> [INFORMATION SHOWN]:
+ + + + + + +

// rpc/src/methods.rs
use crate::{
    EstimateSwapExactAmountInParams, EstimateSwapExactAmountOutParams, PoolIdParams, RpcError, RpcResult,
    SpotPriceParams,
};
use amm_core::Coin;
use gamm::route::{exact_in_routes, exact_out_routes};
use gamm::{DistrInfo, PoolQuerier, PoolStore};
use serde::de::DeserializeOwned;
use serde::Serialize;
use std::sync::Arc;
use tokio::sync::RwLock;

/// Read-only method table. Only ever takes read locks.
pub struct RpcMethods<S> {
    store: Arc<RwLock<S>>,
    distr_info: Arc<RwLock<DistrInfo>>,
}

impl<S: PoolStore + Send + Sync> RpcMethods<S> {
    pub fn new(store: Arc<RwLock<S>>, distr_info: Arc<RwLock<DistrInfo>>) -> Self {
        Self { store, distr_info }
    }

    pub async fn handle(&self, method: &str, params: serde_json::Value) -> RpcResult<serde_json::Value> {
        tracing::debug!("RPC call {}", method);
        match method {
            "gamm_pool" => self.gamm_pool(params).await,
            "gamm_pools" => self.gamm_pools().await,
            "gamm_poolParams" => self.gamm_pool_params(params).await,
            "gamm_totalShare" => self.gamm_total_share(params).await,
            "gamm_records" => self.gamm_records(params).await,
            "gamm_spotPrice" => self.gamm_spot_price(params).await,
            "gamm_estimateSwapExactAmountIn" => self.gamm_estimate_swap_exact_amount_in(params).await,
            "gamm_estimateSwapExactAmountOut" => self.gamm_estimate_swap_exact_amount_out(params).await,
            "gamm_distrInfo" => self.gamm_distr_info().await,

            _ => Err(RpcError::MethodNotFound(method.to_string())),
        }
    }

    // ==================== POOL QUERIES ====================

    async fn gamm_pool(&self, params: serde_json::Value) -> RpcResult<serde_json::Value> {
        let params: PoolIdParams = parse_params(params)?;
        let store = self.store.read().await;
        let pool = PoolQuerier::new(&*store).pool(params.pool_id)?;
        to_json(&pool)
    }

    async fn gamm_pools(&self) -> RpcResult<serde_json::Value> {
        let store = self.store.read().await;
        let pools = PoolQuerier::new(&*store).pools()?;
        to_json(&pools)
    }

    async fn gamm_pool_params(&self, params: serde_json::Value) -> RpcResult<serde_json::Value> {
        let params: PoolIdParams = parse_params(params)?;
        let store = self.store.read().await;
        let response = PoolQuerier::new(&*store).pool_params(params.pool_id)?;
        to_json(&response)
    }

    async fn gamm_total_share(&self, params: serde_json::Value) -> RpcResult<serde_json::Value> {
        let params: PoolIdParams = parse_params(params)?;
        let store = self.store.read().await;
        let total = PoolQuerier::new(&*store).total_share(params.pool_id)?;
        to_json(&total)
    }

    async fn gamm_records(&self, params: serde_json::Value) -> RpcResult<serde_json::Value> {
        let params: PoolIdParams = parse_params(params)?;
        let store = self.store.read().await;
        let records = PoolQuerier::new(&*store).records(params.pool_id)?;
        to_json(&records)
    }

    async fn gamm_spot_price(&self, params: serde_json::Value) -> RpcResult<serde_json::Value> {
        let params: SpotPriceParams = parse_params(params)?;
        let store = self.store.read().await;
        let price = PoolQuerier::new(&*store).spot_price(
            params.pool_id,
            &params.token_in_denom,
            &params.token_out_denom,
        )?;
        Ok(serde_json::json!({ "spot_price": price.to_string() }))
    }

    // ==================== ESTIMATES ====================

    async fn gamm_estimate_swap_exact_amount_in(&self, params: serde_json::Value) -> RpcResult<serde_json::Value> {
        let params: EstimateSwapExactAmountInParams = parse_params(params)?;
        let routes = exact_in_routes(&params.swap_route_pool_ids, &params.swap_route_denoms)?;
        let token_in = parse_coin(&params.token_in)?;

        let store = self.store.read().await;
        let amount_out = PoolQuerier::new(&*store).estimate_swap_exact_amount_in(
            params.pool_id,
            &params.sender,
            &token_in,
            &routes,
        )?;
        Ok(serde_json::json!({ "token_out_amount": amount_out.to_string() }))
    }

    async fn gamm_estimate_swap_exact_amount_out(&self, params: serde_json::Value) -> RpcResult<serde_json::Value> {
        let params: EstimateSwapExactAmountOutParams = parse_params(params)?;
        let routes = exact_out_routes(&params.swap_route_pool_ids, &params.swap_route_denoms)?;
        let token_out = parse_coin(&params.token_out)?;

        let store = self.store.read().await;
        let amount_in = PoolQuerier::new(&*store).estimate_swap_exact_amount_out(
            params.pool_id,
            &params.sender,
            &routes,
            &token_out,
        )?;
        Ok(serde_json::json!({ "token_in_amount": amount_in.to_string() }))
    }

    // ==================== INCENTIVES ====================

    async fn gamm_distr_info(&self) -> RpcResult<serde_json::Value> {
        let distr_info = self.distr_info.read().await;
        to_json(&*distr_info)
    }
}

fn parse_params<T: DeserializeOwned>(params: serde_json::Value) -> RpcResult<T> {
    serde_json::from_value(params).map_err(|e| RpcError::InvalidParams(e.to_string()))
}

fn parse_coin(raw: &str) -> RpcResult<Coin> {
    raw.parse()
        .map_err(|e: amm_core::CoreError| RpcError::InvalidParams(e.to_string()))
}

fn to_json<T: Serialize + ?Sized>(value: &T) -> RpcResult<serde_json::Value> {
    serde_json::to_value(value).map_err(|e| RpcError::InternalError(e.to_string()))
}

+ + + + + + +

> [HOW TO COMPLETE THIS TASK]:
A precise copy of the whole listing is the expected answer.

> [EXERCISE RESPONSE]:
// rpc/src/methods.rs
use crate::{
    EstimateSwapExactAmountInParams, EstimateSwapExactAmountOutParams, PoolIdParams, RpcError, RpcResult,
    SpotPriceParams,
};
use amm_core::Coin;
use gamm::route::{exact_in_routes, exact_out_routes};
use gamm::{DistrInfo, PoolQuerier, PoolStore};
use serde::de::DeserializeOwned;
use serde::Serialize;
use std::sync::Arc;
use tokio::sync::RwLock;

/// Read-only method table. Only ever takes read locks.
pub struct RpcMethods<S> {
    store: Arc<RwLock<S>>,
    distr_info: Arc<RwLock<DistrInfo>>,
}

impl<S: PoolStore + Send + Sync> RpcMethods<S> {
    pub fn new(store: Arc<RwLock<S>>, distr_info: Arc<RwLock<DistrInfo>>) -> Self {
        Self { store, distr_info }
    }

    pub async fn handle(&self, method: &str, params: serde_json::Value) -> RpcResult<serde_json::Value> {
        tracing::debug!("RPC call {}", method);
        match method {
            "gamm_pool" => self.gamm_pool(params).await,
            "gamm_pools" => self.gamm_pools().await,
            "gamm_poolParams" => self.gamm_pool_params(params).await,
            "gamm_totalShare" => self.gamm_total_share(params).await,
            "gamm_records" => self.gamm_records(params).await,
            "gamm_spotPrice" => self.gamm_spot_price(params).await,
            "gamm_estimateSwapExactAmountIn" => self.gamm_estimate_swap_exact_amount_in(params).await,
            "gamm_estimateSwapExactAmountOut" => self.gamm_estimate_swap_exact_amount_out(params).await,
            "gamm_distrInfo" => self.gamm_distr_info().await,

            _ => Err(RpcError::MethodNotFound(method.to_string())),
        }
    }

    // ==================== POOL QUERIES ====================

    async fn gamm_pool(&self, params: serde_json::Value) -> RpcResult<serde_json::Value> {
        let params: PoolIdParams = parse_params(params)?;
        let store = self.store.read().await;
        let pool = PoolQuerier::new(&*store).pool(params.pool_id)?;
        to_json(&pool)
    }

    async fn gamm_pools(&self) -> RpcResult<serde_json::Value> {
        let store = self.store.read().await;
        let pools = PoolQuerier::new(&*store).pools()?;
        to_json(&pools)
    }

    async fn gamm_pool_params(&self, params: serde_json::Value) -> RpcResult<serde_json::Value> {
        let params: PoolIdParams = parse_params(params)?;
        let store = self.store.read().await;
        let response = PoolQuerier::new(&*store).pool_params(params.pool_id)?;
        to_json(&response)
    }

    async fn gamm_total_share(&self, params: serde_json::Value) -> RpcResult<serde_json::Value> {
        let params: PoolIdParams = parse_params(params)?;
        let store = self.store.read().await;
        let total = PoolQuerier::new(&*store).total_share(params.pool_id)?;
        to_json(&total)
    }

    async fn gamm_records(&self, params: serde_json::Value) -> RpcResult<serde_json::Value> {
        let params: PoolIdParams = parse_params(params)?;
        let store = self.store.read().await;
        let records = PoolQuerier::new(&*store).records(params.pool_id)?;
        to_json(&records)
    }

    async fn gamm_spot_price(&self, params: serde_json::Value) -> RpcResult<serde_json::Value> {
        let params: SpotPriceParams = parse_params(params)?;
        let store = self.store.read().await;
        let price = PoolQuerier::new(&*store).spot_price(
            params.pool_id,
            &params.token_in_denom,
            &params.token_out_denom,
        )?;
        Ok(serde_json::json!({ "spot_price": price.to_string() }))
    }

    // ==================== ESTIMATES ====================

    async fn gamm_estimate_swap_exact_amount_in(&self, params: serde_json::Value) -> RpcResult<serde_json::Value> {
        let params: EstimateSwapExactAmountInParams = parse_params(params)?;
        let routes = exact_in_routes(&params.swap_route_pool_ids, &params.swap_route_denoms)?;
        let token_in = parse_coin(&params.token_in)?;

        let store = self.store.read().await;
        let amount_out = PoolQuerier::new(&*store).estimate_swap_exact_amount_in(
            params.pool_id,
            &params.sender,
            &token_in,
            &routes,
        )?;
        Ok(serde_json::json!({ "token_out_amount": amount_out.to_string() }))
    }

    async fn gamm_estimate_swap_exact_amount_out(&self, params: serde_json::Value) -> RpcResult<serde_json::Value> {
        let params: EstimateSwapExactAmountOutParams = parse_params(params)?;
        let routes = exact_out_routes(&params.swap_route_pool_ids, &params.swap_route_denoms)?;
        let token_out = parse_coin(&params.token_out)?;

        let store = self.store.read().await;
        let amount_in = PoolQuerier::new(&*store).estimate_swap_exact_amount_out(
            params.pool_id,
            &params.sender,
            &routes,
            &token_out,
        )?;
        Ok(serde_json::json!({ "token_in_amount": amount_in.to_string() }))
    }

    // ==================== INCENTIVES ====================

    async fn gamm_distr_info(&self) -> RpcResult<serde_json::Value> {
        let distr_info = self.distr_info.read().await;
        to_json(&*distr_info)
    }
}

fn parse_params<T: DeserializeOwned>(params: serde_json::Value) -> RpcResult<T> {
    serde_json::from_value(params).map_err(|e| RpcError::InvalidParams(e.to_string()))
}

fn parse_coin(raw: &str) -> RpcResult<Coin> {
    raw.parse()
        .map_err(|e: amm_core::CoreError| RpcError::InvalidParams(e.to_string()))
}

fn to_json<T: Serialize + ?Sized>(value: &T) -> RpcResult<serde_json::Value> {
    serde_json::to_value(value).map_err(|e| RpcError::InternalError(e.to_string()))
}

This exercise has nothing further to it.